START DATA

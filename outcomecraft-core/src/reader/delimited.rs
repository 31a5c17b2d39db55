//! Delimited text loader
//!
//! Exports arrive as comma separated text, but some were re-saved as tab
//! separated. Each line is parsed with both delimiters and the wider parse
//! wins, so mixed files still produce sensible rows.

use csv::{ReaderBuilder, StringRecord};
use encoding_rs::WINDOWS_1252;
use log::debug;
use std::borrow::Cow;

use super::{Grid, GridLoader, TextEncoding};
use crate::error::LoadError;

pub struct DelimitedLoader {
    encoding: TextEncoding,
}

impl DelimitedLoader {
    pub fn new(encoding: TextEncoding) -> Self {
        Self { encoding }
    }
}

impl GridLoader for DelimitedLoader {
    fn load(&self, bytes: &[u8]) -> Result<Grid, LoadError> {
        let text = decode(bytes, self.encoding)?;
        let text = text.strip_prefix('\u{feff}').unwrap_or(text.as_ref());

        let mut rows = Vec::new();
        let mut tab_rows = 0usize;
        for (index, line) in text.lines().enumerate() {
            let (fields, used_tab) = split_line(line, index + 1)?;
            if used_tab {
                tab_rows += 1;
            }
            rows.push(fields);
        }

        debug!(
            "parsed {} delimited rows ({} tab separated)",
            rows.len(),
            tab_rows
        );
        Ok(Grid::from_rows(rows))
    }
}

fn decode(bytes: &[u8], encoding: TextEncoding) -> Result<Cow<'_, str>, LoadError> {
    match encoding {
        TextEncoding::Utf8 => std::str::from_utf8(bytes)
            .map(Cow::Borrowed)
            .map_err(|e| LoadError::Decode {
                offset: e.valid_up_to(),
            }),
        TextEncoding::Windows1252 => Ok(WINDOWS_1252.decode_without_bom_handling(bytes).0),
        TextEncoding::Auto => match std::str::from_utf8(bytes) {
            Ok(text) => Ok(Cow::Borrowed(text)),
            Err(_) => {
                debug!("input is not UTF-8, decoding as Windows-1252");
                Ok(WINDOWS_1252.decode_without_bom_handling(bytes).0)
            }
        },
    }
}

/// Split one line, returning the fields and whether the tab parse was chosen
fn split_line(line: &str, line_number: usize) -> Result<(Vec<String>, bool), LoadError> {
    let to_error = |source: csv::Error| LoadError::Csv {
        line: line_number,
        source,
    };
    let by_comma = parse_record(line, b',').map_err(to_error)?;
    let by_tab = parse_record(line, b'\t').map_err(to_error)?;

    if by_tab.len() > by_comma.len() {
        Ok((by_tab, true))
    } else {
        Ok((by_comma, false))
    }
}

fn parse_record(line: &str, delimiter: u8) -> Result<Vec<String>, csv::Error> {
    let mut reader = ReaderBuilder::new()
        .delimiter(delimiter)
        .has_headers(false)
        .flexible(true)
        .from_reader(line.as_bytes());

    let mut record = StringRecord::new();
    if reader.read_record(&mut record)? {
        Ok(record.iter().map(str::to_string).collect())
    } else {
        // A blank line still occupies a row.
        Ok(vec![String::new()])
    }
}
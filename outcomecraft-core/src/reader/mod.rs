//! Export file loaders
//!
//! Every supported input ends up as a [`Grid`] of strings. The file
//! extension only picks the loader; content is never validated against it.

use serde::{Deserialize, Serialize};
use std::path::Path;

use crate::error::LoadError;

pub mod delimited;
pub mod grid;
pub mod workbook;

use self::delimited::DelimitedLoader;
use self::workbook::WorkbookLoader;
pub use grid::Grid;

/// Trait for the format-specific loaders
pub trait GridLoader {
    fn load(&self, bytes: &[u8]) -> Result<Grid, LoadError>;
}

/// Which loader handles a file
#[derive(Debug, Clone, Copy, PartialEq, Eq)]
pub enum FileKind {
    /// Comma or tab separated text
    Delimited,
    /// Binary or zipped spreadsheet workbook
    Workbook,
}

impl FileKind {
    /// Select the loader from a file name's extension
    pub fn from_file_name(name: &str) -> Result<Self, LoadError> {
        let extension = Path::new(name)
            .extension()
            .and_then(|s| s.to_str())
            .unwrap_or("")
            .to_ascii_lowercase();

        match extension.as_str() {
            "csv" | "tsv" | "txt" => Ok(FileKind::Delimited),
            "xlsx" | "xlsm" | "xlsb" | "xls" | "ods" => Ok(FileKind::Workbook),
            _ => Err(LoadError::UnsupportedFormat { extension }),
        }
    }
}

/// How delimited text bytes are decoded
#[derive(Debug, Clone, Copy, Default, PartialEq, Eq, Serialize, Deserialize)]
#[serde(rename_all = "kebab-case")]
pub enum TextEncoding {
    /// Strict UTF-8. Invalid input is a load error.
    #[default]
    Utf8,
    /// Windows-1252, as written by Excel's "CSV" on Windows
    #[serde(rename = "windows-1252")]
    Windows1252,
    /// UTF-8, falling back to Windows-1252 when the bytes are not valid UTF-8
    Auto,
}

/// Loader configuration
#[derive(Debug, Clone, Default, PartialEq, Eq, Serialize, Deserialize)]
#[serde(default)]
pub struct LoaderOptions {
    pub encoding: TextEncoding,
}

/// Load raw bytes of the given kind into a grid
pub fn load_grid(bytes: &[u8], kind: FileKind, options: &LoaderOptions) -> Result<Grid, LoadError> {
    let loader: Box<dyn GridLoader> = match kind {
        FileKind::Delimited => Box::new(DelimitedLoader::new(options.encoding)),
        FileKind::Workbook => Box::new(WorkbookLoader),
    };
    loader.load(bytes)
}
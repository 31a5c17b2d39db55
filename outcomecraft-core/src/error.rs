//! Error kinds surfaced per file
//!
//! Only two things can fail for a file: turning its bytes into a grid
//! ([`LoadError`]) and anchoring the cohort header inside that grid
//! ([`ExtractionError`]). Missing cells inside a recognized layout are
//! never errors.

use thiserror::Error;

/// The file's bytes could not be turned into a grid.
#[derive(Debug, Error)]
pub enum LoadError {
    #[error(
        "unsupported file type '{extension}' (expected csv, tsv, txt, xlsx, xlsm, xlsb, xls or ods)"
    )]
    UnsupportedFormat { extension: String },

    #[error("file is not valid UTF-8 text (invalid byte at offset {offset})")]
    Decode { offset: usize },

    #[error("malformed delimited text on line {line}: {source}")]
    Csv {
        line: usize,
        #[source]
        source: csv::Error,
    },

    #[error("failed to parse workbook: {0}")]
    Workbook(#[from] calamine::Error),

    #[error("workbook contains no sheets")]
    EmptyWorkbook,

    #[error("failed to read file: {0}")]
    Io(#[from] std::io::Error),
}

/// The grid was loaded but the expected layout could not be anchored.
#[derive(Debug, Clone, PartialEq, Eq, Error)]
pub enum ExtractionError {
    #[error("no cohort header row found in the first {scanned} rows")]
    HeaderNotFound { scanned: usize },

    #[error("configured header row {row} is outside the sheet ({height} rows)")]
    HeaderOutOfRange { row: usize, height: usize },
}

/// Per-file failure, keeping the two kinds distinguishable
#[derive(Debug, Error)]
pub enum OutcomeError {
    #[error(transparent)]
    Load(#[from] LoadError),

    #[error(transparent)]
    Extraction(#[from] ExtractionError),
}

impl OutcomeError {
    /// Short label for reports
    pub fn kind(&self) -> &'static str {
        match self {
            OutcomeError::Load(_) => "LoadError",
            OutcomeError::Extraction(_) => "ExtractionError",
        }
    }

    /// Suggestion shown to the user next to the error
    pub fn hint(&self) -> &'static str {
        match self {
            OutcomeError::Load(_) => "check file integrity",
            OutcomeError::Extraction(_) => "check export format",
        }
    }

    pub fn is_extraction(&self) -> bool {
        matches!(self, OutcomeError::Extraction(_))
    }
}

END DATA

• INSTRUCTIONS FOR THE TASK: Repeat exactly the lines of the data from the first one through the line with "use std::borrow::Cow;", both of them included.

• RESPONSE TO THE TASK:
filename outcomecraft-core/src/reader/delimited.rs
repository 31a5c17b2d39db55
//! Delimited text loader
//!
//! Exports arrive as comma separated text, but some were re-saved as tab
//! separated. Each line is parsed with both delimiters and the wider parse
//! wins, so mixed files still produce sensible rows.

use csv::{ReaderBuilder, StringRecord};
use encoding_rs::WINDOWS_1252;
use log::debug;
use std::borrow::Cow;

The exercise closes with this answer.